De sumo condendo

Tempo per scrivere un post-Basho non ne ho avuto, tempo per seguire pedissequamente le giornate di gara nemmeno, ma la vostra generosa accoglienza, spero, rappresenterà un perdono-condono che mi ripagherà di cotanto outing.
Toltomi il peso di dosso, vorrei introdurre l’Aki prossimissimo con qualche considerazione sul sumo e chi lo segue.

Le storie sportive raccontano spesso di atleti che compiono imprese memorabili, come Bolt, Federer e Valentino, e che vengono celebrati in tutti il mondo con iperboli letterarie degne del miglior Erodoto, ma noi viviamo e condividiamo una passione sportiva che definirei di spigolo, perchè in una nicchia staremmo fin troppo larghi. Fieri ed imperturbabili, come impone la disciplina del dohyo, rimaniamo a far quadrato attorno alle nostre chiacchierate su rikishi, kimarite e yusho, convinti che la purezza del sumo ci renda migliori. Siamo pochi, è vero, ma siamo amici, tutti quanti, quasi come una confraternita semi-clandestina; ciò che ci lega è l’ammirazione per i nostri eroi in mawashi e le loro imprese.
Perchè ci piace il sumo? Ho già cercato di spiegarlo tempo fa, introducendo un commento finale ad un Torneo, e non mi ripeterò, cosa già tristemente presente in altri contesti, però vorrei riaffermare il nostro modo positivo di vivere la discussione sportiva, senza eccessi e con molta ironia. Questo ci consente di parlare fra di noi serenamente e con reciproca stima, incoraggiandoci l’un l’altro ad ogni genere d’approfondimento sul sumo ed suoi artefici.

Trovo giusto ribadire questi semplici concetti in un momento particolare, alla vigilia di un Torneo che giunge alla ripresa delle nostre attività e che segna una fase storica particolarmente delicata per il mondo intero, con sconvolgimenti sociali, economici e politici che, negli anni ’50 o ’60, avrebbero probabilmente generato una guerra mondiale (oggi diremmo “globalizzata”).

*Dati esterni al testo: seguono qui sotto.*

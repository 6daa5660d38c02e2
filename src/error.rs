//! Error type shared by every stage of the toll matrix.

use std::fmt;

/// Coarse classification of an [`Error`].
///
/// Batch callers use it to decide whether to skip a single request or abort.
#[derive(Debug, Clone, Copy, PartialEq, Eq)]
pub enum ErrorKind {
    /// Input graph is malformed, disconnected, or contradictory.
    Data,
    /// A referenced identifier does not exist.
    NotFound,
    /// A time-of-day or parameter lies outside its valid grid or range.
    Range,
}

#[derive(Debug, Clone, PartialEq)]
pub enum Error {
    /// Distance is negative, NaN, or infinite.
    InvalidDistance {
        origin: String,
        destination: String,
        distance: f64,
    },
    /// Same unordered pair observed twice with different distances.
    ContradictoryObservation {
        origin: String,
        destination: String,
        existing: f64,
        observed: f64,
    },
    /// Self-observation carrying a non-zero distance.
    InvalidSelfObservation { id: String, distance: f64 },
    /// Cells left unresolved after the completion pass, in ascending order.
    Unresolved { pairs: Vec<(String, String)> },
    /// Edge list does not cover an off-diagonal cell.
    MissingEdge { origin: String, destination: String },
    /// Edge list disagrees with itself across a pair.
    Asymmetric {
        origin: String,
        destination: String,
        forward: f64,
        backward: f64,
    },
    NotFound { id: String },
    /// Time of day not aligned to the half-hour grid.
    InvalidTime { value: String },
    UnknownWeekday { value: String },
    /// Slot start has no following boundary on the grid.
    SlotOutOfGrid { start: String },
    InvalidTolerance { pct: f64 },
}

impl Error {
    pub fn kind(&self) -> ErrorKind {
        match self {
            Error::InvalidDistance { .. }
            | Error::ContradictoryObservation { .. }
            | Error::InvalidSelfObservation { .. }
            | Error::Unresolved { .. }
            | Error::MissingEdge { .. }
            | Error::Asymmetric { .. } => ErrorKind::Data,
            Error::NotFound { .. } => ErrorKind::NotFound,
            Error::InvalidTime { .. }
            | Error::UnknownWeekday { .. }
            | Error::SlotOutOfGrid { .. }
            | Error::InvalidTolerance { .. } => ErrorKind::Range,
        }
    }

    pub(crate) fn not_found<I: fmt::Debug>(id: &I) -> Self {
        Error::NotFound {
            id: format!("{:?}", id),
        }
    }
}

impl fmt::Display for Error {
    fn fmt(&self, f: &mut fmt::Formatter<'_>) -> fmt::Result {
        match self {
            Error::InvalidDistance {
                origin,
                destination,
                distance,
            } => write!(
                f,
                "invalid distance {} between {} and {}",
                distance, origin, destination
            ),
            Error::ContradictoryObservation {
                origin,
                destination,
                existing,
                observed,
            } => write!(
                f,
                "pair ({}, {}) observed as {} and {}",
                origin, destination, existing, observed
            ),
            Error::InvalidSelfObservation { id, distance } => {
                write!(f, "self-observation of {} has non-zero distance {}", id, distance)
            }
            Error::Unresolved { pairs } => {
                let listed = pairs
                    .iter()
                    .map(|(a, b)| format!("({}, {})", a, b))
                    .collect::<Vec<_>>()
                    .join(", ");
                write!(f, "{} unresolved pair(s): {}", pairs.len(), listed)
            }
            Error::MissingEdge {
                origin,
                destination,
            } => write!(f, "no edge from {} to {}", origin, destination),
            Error::Asymmetric {
                origin,
                destination,
                forward,
                backward,
            } => write!(
                f,
                "asymmetric edges between {} and {}: {} vs {}",
                origin, destination, forward, backward
            ),
            Error::NotFound { id } => write!(f, "identifier {} not found", id),
            Error::InvalidTime { value } => {
                write!(f, "time {:?} is not on the half-hour grid", value)
            }
            Error::UnknownWeekday { value } => write!(f, "unknown weekday {:?}", value),
            Error::SlotOutOfGrid { start } => {
                write!(f, "no half-hour slot starts at {}", start)
            }
            Error::InvalidTolerance { pct } => {
                write!(f, "tolerance {} must be finite and non-negative", pct)
            }
        }
    }
}

impl std::error::Error for Error {}

pub type Result<T> = std::result::Result<T, Error>;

Anche il sumo è cambiato, nel corso dei secoli, ma in fondo si mostra stabile come le regole che lo governano, sebbene qualche scossone l’abbia vissuto anche il microcosmo gestito dal Kyokai: la morte del giovane allievo, la radiazione dei russi e le tribolazioni di Asashoryu, per fare un esempio. Le note positive non sono mancate, come sappiamo, a partire dallo yusho di Kotooshu ed Harumafuji, sebbene la forte dominazione di Hakuho abbia vincolato la maggior parte dei Tornei dell’ultimo biennio.
In realtà, la rivoluzione vera e propria è costituita dalla presenza dei due Yokozuna mongoli e dalla prospettiva, non remotissima, di assistere all’incoronazione del terzo, magari prima del ritiro del Grande Mago. Sappiamo quanto sia difficile emergere, ed ancor più mantenersi ai vertici, perciò dovremmo augurarci una veloce ascesa di qualche sekitori, meglio se indigeno, che raccolga la pesante responsabilità di sfidare i nipotini di Gengis Khan. Lo desideriamo da molti anni, ormai, ed abbiamo incitato tanti rikishi giapponesi a fare il salto di qualità; qualcuno è stato perfino adottato dai commentatori del sito, come Toyohibiki e Goeido, ma senza successo. A ciò si aggiunga che Kotomitsuki non riesce a vincere il suo secondo yusho, mentre Kisenosato non ha mai trovato la continuità che potrebbe farlo decollare dal basso Sanyaku e portarlo ad atterrare tra gli Ozeki.

La situazione potrebbe modificarsi da un momento all’altro e darci la speranza di un nuovo corso di eventi, con una rivalità allargata e più avvincente che faccia da stimolo ad un ritorno d’interesse da parte dei giovani verso il sumo, permettendo così alle scuole di sfornare una base cospicua di aspiranti Yokozuna.